What you have to do: Every line containing "uppercase" should be identified and copied from the data below.

Input data:
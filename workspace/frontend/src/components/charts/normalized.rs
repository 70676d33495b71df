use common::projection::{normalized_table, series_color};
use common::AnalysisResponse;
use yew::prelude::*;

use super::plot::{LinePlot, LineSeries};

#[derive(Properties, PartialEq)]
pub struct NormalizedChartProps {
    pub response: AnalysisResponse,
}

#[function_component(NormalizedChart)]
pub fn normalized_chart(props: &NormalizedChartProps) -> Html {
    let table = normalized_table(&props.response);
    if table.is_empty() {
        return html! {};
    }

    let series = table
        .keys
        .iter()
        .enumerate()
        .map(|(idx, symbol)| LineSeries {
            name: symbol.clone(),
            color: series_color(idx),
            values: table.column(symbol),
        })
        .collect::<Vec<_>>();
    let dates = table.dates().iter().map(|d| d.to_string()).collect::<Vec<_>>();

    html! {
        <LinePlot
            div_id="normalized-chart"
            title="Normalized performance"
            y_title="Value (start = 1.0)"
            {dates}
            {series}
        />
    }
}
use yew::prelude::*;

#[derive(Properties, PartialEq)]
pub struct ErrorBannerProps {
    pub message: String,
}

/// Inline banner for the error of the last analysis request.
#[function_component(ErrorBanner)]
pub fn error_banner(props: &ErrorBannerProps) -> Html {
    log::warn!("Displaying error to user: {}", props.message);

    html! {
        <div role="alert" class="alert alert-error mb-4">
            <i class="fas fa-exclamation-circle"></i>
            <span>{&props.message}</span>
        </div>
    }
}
==
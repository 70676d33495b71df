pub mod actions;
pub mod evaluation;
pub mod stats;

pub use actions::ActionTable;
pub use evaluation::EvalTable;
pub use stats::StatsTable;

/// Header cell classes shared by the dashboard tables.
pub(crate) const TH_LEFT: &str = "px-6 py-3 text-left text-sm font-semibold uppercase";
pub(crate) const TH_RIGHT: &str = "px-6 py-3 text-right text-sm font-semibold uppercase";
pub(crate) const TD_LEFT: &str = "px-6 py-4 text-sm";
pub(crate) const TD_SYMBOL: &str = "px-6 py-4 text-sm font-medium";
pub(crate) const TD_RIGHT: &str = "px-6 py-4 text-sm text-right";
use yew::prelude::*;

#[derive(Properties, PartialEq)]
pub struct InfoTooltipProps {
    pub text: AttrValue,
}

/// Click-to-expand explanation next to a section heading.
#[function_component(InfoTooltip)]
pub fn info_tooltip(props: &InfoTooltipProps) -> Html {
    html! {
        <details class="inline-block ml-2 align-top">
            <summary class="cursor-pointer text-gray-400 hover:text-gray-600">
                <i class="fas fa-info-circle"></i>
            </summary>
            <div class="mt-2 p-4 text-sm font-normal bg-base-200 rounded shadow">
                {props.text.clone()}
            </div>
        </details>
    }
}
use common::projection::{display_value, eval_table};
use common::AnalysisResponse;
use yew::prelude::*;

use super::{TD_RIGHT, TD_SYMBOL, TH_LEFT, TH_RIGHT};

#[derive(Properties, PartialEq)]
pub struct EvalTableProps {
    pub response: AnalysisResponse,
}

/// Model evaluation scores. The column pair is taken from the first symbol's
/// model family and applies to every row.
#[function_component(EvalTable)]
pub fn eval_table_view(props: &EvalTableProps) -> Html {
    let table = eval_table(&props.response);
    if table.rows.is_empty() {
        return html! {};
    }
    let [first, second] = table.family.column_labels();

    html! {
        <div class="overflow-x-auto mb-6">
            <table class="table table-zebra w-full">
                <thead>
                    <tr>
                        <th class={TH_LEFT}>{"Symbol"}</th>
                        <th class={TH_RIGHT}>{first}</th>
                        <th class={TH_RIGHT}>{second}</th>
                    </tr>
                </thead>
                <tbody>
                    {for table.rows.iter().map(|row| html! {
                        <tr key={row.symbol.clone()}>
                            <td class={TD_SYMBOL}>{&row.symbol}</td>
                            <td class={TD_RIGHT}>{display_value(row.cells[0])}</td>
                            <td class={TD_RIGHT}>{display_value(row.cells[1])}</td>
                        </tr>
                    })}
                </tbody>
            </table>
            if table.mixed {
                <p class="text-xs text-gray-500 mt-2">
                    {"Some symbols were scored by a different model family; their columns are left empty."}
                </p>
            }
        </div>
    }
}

Response to this task:
pub(crate) const TH_LEFT: &str = "px-6 py-3 text-left text-sm font-semibold uppercase";
pub(crate) const TH_RIGHT: &str = "px-6 py-3 text-right text-sm font-semibold uppercase";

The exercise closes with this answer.